Why I had no boundaries with my wife

Note: I want to apologize for being absent from my regular blog posts because I was away on a family road trip. This blog post will be a part of a series of posts revolving around a life-changing lesson I learned recently which is “boundaries.”

In this first part of my series, I’ll be sharing how the issues in my marriage were very much caused by my not having boundaries. I will also talk about how my lack of boundaries is the result of my trauma. Ultimately, this personal story about boundaries is a window to understanding how broken boundaries show up in your life and how to reclaim your boundaries.

First off, I want to say that my wife has experienced a lot of dark and sick forms of trauma growing up. In our relationship, when things set her off, she could act emotionally and, at times, physically violent. She would apologize for her behavior, but she never addressed the deep-seated pain underlying it, so the behavior would resurface just a few months later. This pattern occurred throughout our entire relationship, especially because I had no boundaries.

Two things happened recently that led me to a full realization that something had to change, teaching me one of the most powerful lessons of my life.

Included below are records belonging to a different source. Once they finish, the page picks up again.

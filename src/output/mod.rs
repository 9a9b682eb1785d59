use anyhow::Result;
use std::path::{Path, PathBuf};

use crate::cli::OutputFormat;
use crate::summarize::SummaryResult;
use crate::utils::generate_summary_filename;

pub mod formatters;

pub use formatters::*;

fn render(result: &SummaryResult, format: &OutputFormat, include_transcript: bool) -> Result<String> {
    Ok(match format {
        OutputFormat::Text => format_as_text(result, include_transcript),
        OutputFormat::Json => format_as_json(result, include_transcript)?,
        OutputFormat::Markdown => format_as_markdown(result, include_transcript),
    })
}

fn file_extension(format: &OutputFormat) -> &'static str {
    match format {
        OutputFormat::Text => "txt",
        OutputFormat::Json => "json",
        OutputFormat::Markdown => "md",
    }
}

/// Save the summary to a file. A directory path gets a generated filename
/// derived from the video title.
pub async fn save_to_file(
    result: &SummaryResult,
    path: &Path,
    format: &OutputFormat,
    include_transcript: bool,
) -> Result<PathBuf> {
    let target = if path.is_dir() {
        let base = result
            .metadata
            .title
            .as_deref()
            .unwrap_or(&result.metadata.video_id);
        path.join(generate_summary_filename(base, file_extension(format)))
    } else {
        path.to_path_buf()
    };

    let content = render(result, format, include_transcript)?;
    fs_err::write(&target, content)?;

    Ok(target)
}

/// Print the summary to the console
pub fn print_to_console(
    result: &SummaryResult,
    format: &OutputFormat,
    include_transcript: bool,
) -> Result<()> {
    let content = render(result, format, include_transcript)?;
    println!("{}", content);
    Ok(())
}
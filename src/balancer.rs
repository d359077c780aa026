//! Fair distribution of tasks across workers.
//!
//! `opt` answers how many tasks each worker should own; `dev` answers how
//! far the fleet has drifted from that and how much of the drift to correct
//! in one step.

use std::collections::{BTreeMap, BTreeSet};

/// Per-worker task counts.
pub type Counts = BTreeMap<String, usize>;

pub trait Balancer: Send + Sync {
    /// Fair target distribution of `tasks` across `workers`.
    ///
    /// Returns `None` when there are no workers.
    fn opt(&self, workers: &[String], tasks: usize) -> Option<Counts>;

    /// Damped correction for workers owning more than their share.
    ///
    /// Returns `None` when the drift is too small to be worth correcting.
    fn dev(&self, current: &Counts, desired: &Counts) -> Option<Counts>;
}

/// Round-robin fair shares with damped, thresholded corrections.
#[derive(Debug, Default, Clone, Copy)]
pub struct Fairness;

impl Balancer for Fairness {
    fn opt(&self, workers: &[String], tasks: usize) -> Option<Counts> {
        let workers: BTreeSet<&String> = workers.iter().collect();
        if workers.is_empty() {
            return None;
        }

        // One task at a time in sorted order, so earlier names win ties.
        let base = tasks / workers.len();
        let rest = tasks % workers.len();

        Some(
            workers
                .into_iter()
                .enumerate()
                .map(|(i, w)| (w.clone(), base + usize::from(i < rest)))
                .collect(),
        )
    }

    fn dev(&self, current: &Counts, desired: &Counts) -> Option<Counts> {
        let raw: Counts = current
            .iter()
            .filter_map(|(w, &cur)| {
                let des = desired.get(w).copied().unwrap_or(0);
                let d = (cur as i64 - des as i64) * 2;
                (d > 0).then(|| (w.clone(), d as usize))
            })
            .collect();

        if raw.is_empty() {
            return None;
        }

        let total = current.values().sum::<usize>() as f64;
        let sum = raw.values().sum::<usize>() as f64;
        let max = raw.values().copied().max().unwrap_or(0) as f64;

        let significant = (total > 5.0 && sum >= 0.20 * total)
            || (total > 50.0 && sum >= 0.10 * total)
            || (total > 50.0 && max >= 0.10 * total);
        if !significant {
            return None;
        }

        Some(raw.into_iter().map(|(w, d)| (w, damp(d))).collect())
    }
}

/// Halve a deviation, then halve large ones again so the fleet converges
/// over several rounds instead of swinging in one.
fn damp(d: usize) -> usize {
    let r = d as f64 * 0.5;
    if r < 2.0 { 1 } else { r.floor() as usize / 2 }
}
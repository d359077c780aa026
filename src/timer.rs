//! Clock sources.
//!
//! The engine never calls `Utc::now()` directly so that lease expiry and
//! cron emission can be driven deterministically in tests.

use std::sync::Mutex;

use chrono::{DateTime, TimeDelta, Utc};

pub trait Timer: Send + Sync {
    fn now(&self) -> DateTime<Utc>;
}

/// Wall clock.
#[derive(Debug, Default, Clone, Copy)]
pub struct System;

impl Timer for System {
    fn now(&self) -> DateTime<Utc> {
        Utc::now()
    }
}

/// A clock that only moves when told to.
#[derive(Debug)]
pub struct Frozen {
    now: Mutex<DateTime<Utc>>,
}

impl Frozen {
    pub fn new(now: DateTime<Utc>) -> Self {
        Self {
            now: Mutex::new(now),
        }
    }

    pub fn set(&self, now: DateTime<Utc>) {
        *self.now.lock().unwrap_or_else(|e| e.into_inner()) = now;
    }

    pub fn advance(&self, by: TimeDelta) {
        let mut now = self.now.lock().unwrap_or_else(|e| e.into_inner());
        *now += by;
    }
}

impl Timer for Frozen {
    fn now(&self) -> DateTime<Utc> {
        *self.now.lock().unwrap_or_else(|e| e.into_inner())
    }
}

The first issue is that my wife misinterpreted what I said about finances and needing space from each other as a financial threat to cut her off. My website had been having issues for about a month, and I wasn’t getting any new clients. I told her I needed to reduce the budget I allocated to her as a stay-at-home mother. Shortly after, she was lashing out at me over something else while giving me the silent treatment. I couldn’t stand being in limbo, so I told her that I temporarily wanted space since she had responded well to the last time we had space, as it forced her to confront her feelings and pain.

When I said this, within ten minutes, she went behind my back and liquidated half of our family’s savings, which we had invested in a promising stock, and then transferred it into her name. Mind you, my wife did this during the most recent market crash, which caused us to lose a significant amount of money.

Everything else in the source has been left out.